- _Saved data entries_
──────────────────────────────
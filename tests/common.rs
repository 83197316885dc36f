//! Common test utilities for the campfire test suite.
//!
//! Graph-wide invariant checks shared by the generator tests.

#![allow(dead_code)]

use campfire::{
    scenarios,
    types::ActionKind,
    world::{DeliveryTargets, RuleCatalog, StateGraph},
};

pub const TOLERANCE: f64 = 1e-9;

/// The tiny board with a shortened time budget, small enough to explore fast.
pub fn short_tiny_board(max_time: f64) -> RuleCatalog {
    scenarios::tiny_board().with_max_time(max_time)
}

/// Single-cell board where the agent stands on its only log and on the
/// delivery zone; one log and one fuel delivery win.
pub fn single_cell_board() -> RuleCatalog {
    RuleCatalog::new(1, 1, (0, 0))
        .with_delivery_zone((0, 0))
        .with_filling_station((0, 0))
        .with_max_satiety(10.0)
        .with_max_time(10.0)
        .add_log_cell((0, 0), 1)
        .with_targets(DeliveryTargets {
            logs: 1,
            stones: 0,
            fuel: 1,
        })
}

/// Every non-terminal state's outgoing probabilities sum to one.
pub fn assert_probability_conservation(graph: &StateGraph) {
    for (id, state) in graph.states() {
        if graph.is_terminal(id) {
            continue;
        }
        let total = graph.outgoing_probability(id);
        assert!(
            (total - 1.0).abs() <= TOLERANCE,
            "state {id} ({state}) has outgoing probability {total}"
        );
        for transition in graph.transitions_from(id) {
            assert!(
                transition.probability > 0.0,
                "state {id} has a zero-probability {} edge",
                transition.action_name()
            );
        }
    }
}

/// Accepting and failing sets are disjoint and terminal states have no edges.
pub fn assert_terminal_exclusivity(graph: &StateGraph) {
    for id in graph.accepting_states() {
        assert!(!graph.is_failing(*id), "state {id} is both accepting and failing");
        assert!(graph.edges(*id).is_empty(), "accepting state {id} has edges");
    }
    for id in graph.failing_states() {
        assert!(graph.edges(*id).is_empty(), "failing state {id} has edges");
    }
    for (id, _) in graph.states() {
        if !graph.is_terminal(id) {
            assert!(
                !graph.edges(id).is_empty(),
                "non-terminal state {id} has no edges"
            );
        }
    }
}

/// Time never increases along an edge; satiety only increases on refuel.
pub fn assert_monotonic_depletion(graph: &StateGraph) {
    for (id, state) in graph.states() {
        for edge in graph.edges(id) {
            let next = graph.state(edge.target);
            assert!(
                next.remaining_time < state.remaining_time,
                "time did not decrease on {id} -> {}",
                edge.target
            );
            if edge.transition.kind != ActionKind::Refuel {
                assert!(
                    next.satiety <= state.satiety,
                    "satiety grew on {} from {id}",
                    edge.transition.action_name()
                );
            }
        }
    }
}

pub fn assert_graph_invariants(graph: &StateGraph) {
    assert_probability_conservation(graph);
    assert_terminal_exclusivity(graph);
    assert_monotonic_depletion(graph);
}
──────────────────────────────
- _What you need to do_
Output every entry again, exactly as given.

- _Response for this exercise_
filename tests/common.rs
repository 83197316885dc36f
//! Common test utilities for the campfire test suite.
//!
//! Graph-wide invariant checks shared by the generator tests.

#![allow(dead_code)]

use campfire::{
    scenarios,
    types::ActionKind,
    world::{DeliveryTargets, RuleCatalog, StateGraph},
};

pub const TOLERANCE: f64 = 1e-9;

/// The tiny board with a shortened time budget, small enough to explore fast.
pub fn short_tiny_board(max_time: f64) -> RuleCatalog {
    scenarios::tiny_board().with_max_time(max_time)
}

/// Single-cell board where the agent stands on its only log and on the
/// delivery zone; one log and one fuel delivery win.
pub fn single_cell_board() -> RuleCatalog {
    RuleCatalog::new(1, 1, (0, 0))
        .with_delivery_zone((0, 0))
        .with_filling_station((0, 0))
        .with_max_satiety(10.0)
        .with_max_time(10.0)
        .add_log_cell((0, 0), 1)
        .with_targets(DeliveryTargets {
            logs: 1,
            stones: 0,
            fuel: 1,
        })
}

/// Every non-terminal state's outgoing probabilities sum to one.
pub fn assert_probability_conservation(graph: &StateGraph) {
    for (id, state) in graph.states() {
        if graph.is_terminal(id) {
            continue;
        }
        let total = graph.outgoing_probability(id);
        assert!(
            (total - 1.0).abs() <= TOLERANCE,
            "state {id} ({state}) has outgoing probability {total}"
        );
        for transition in graph.transitions_from(id) {
            assert!(
                transition.probability > 0.0,
                "state {id} has a zero-probability {} edge",
                transition.action_name()
            );
        }
    }
}

/// Accepting and failing sets are disjoint and terminal states have no edges.
pub fn assert_terminal_exclusivity(graph: &StateGraph) {
    for id in graph.accepting_states() {
        assert!(!graph.is_failing(*id), "state {id} is both accepting and failing");
        assert!(graph.edges(*id).is_empty(), "accepting state {id} has edges");
    }
    for id in graph.failing_states() {
        assert!(graph.edges(*id).is_empty(), "failing state {id} has edges");
    }
    for (id, _) in graph.states() {
        if !graph.is_terminal(id) {
            assert!(
                !graph.edges(id).is_empty(),
                "non-terminal state {id} has no edges"
            );
        }
    }
}

/// Time never increases along an edge; satiety only increases on refuel.
pub fn assert_monotonic_depletion(graph: &StateGraph) {
    for (id, state) in graph.states() {
        for edge in graph.edges(id) {
            let next = graph.state(edge.target);
            assert!(
                next.remaining_time < state.remaining_time,
                "time did not decrease on {id} -> {}",
                edge.target
            );
            if edge.transition.kind != ActionKind::Refuel {
                assert!(
                    next.satiety <= state.satiety,
                    "satiety grew on {} from {id}",
                    edge.transition.action_name()
                );
            }
        }
    }
}

pub fn assert_graph_invariants(graph: &StateGraph) {
    assert_probability_conservation(graph);
    assert_terminal_exclusivity(graph);
    assert_monotonic_depletion(graph);
}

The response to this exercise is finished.